2008 Write
Stuff: Critter Contest
Runner-Up
Adult Division
By the
Horns: Preserving the Cave Creek Culture
By Lydia Martin
“You can’t
wear that hat,” my aunt said when she first noticed the straw cowboy hat
I was clutching. “Everybody will think you’re a tourist.”
I frowned.
“But I am a tourist,” I replied. After all, my other aunt had bought me
the hat in Tombstone. Still, as we crunched across the gravel parking
lot of Buffalo Chip Steakhouse and Saloon, I grasped the hat, too
nervous to put it on, yet unwilling to leave it in the car.
It was a
Friday evening in Cave Creek, Arizona, and Buffalo Chip’s weekly summer
bull-riding competition was beckoning. As an out-of-stater who had
never witnessed bull-riding, I could not resist its allure, and, as a
social butterfly always willing to stretch her wings, neither could my
Arizona-dwelling aunt.
While I
debated wearing my cowboy hat, we made our way to the back entrance.
The night had already set in. The black sky falling over us blanketed
us in a golden spray of stars. The infrequent cars driving by showered
us in momentary spheres of light that soon dissolved back into soft
darkness.

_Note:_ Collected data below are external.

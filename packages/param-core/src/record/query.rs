//! Record filtering and selection.

use std::collections::{HashMap, HashSet};

use super::Record;

/// Per-column substring filter with optional paging.
#[derive(Debug, Clone, Default)]
pub struct RecordFilter {
    /// Column key to filter text; blank entries are ignored
    pub contains: HashMap<String, String>,
    /// Maximum number of records to return
    pub limit: Option<usize>,
    /// Number of matching records to skip
    pub offset: Option<usize>,
}

impl RecordFilter {
    /// Adds a substring condition on `key`.
    pub fn contains(mut self, key: impl Into<String>, needle: impl Into<String>) -> Self {
        self.contains.insert(key.into(), needle.into());
        self
    }

    /// Sets the page size.
    pub fn limit(mut self, limit: usize) -> Self {
        self.limit = Some(limit);
        self
    }

    /// Sets the number of matches to skip.
    pub fn offset(mut self, offset: usize) -> Self {
        self.offset = Some(offset);
        self
    }
}

/// Returns records whose rendered value contains every filter text,
/// compared case-insensitively.
///
/// # Arguments
/// * `records` - Records in stored order
/// * `filter` - Conditions and paging
///
/// # Returns
/// Matching records in stored order, after `offset` and `limit`.
pub fn filter_records<'a>(records: &'a [Record], filter: &RecordFilter) -> Vec<&'a Record> {
    let conditions: Vec<(&str, String)> = filter
        .contains
        .iter()
        .filter(|(_, needle)| !needle.trim().is_empty())
        .map(|(key, needle)| (key.as_str(), needle.to_lowercase()))
        .collect();

    let skip_count = filter.offset.unwrap_or(0);
    let take_count = filter.limit.unwrap_or(usize::MAX);

    records
        .iter()
        .filter(|record| {
            conditions.iter().all(|(key, needle)| {
                let rendered = record
                    .get(key)
                    .map(|v| v.to_string())
                    .unwrap_or_default()
                    .to_lowercase();
                rendered.contains(needle.as_str())
            })
        })
        .skip(skip_count)
        .take(take_count)
        .collect()
}

/// Returns the records whose id is in `ids`, in stored order.
pub fn select_records<'a>(records: &'a [Record], ids: &[String]) -> Vec<&'a Record> {
    let wanted: HashSet<&str> = ids.iter().map(String::as_str).collect();
    records
        .iter()
        .filter(|r| wanted.contains(r.id.as_str()))
        .collect()
}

The air was sweet with the scent of mesquite beans, the soft
respiration of cacti as their flowers opened up to the silent moon, and
the dewy whispers of ocotillos twisting their arms around the night.
The Sonoran Desert at night is a memory you can never forget, and one
you would never want to.
Entering
the courtyard behind the restaurant, we perceived the headiness of beer,
the grittiness of dust and pebbles, and the natural smells of bulls and
evaporated sweat—not altogether unpleasant, at least in this venue.
Whiffs of pork ribs, hot dogs and french fries wafted through the air,
mixing with nuances of straw from the bulls’ food and the cowboys’
hats. I wondered how the hot night could hold it all.
Suddenly an
authoritative voice announced the opening of the bull-riding events. In
the booth, a wise elder had taken his place, as revered in this Western
Friday night sport as the announcer at a high school football game back
East, or the caller in a square-dancing tournament down South. At the
familiar sound of his seasoned voice, spectators took seats on the
bleachers or found a spot beside the fence that surrounded the small
dirt ring where the action would take place.
I stood on
my tiptoes to see over the crowd in front of me. After the National
Anthem, the first contender lowered himself onto the back of a waiting
bull, unseen behind the bucking chute. I flinched as I heard the angry
bull crash against the inside of the gate. The cowboy steadied himself
and began wrapping a thick braided rope slowly and deliberately around
his hand; its other end was already tied around the bull’s belly.
Meanwhile the announcer proclaimed the rules: “The rider must hold onto
the rope, his free hand may not at any point touch the bull, and he must
stay on at least eight seconds.” The anticipation grew.
When the
cowboy’s one hand was secured, he raised the other into the air and gave
a swift, determined nod. Someone yanked open the bucking chute; the
bull hurtled out like a bullet on fire. The hulking creature jerked,
kicked and twirled; the rider held on tighter, braced his legs, swung
his free arm in disproportionate circles. The crowd hooted and
hollered, but within seconds he was flailing in the dust on the ground.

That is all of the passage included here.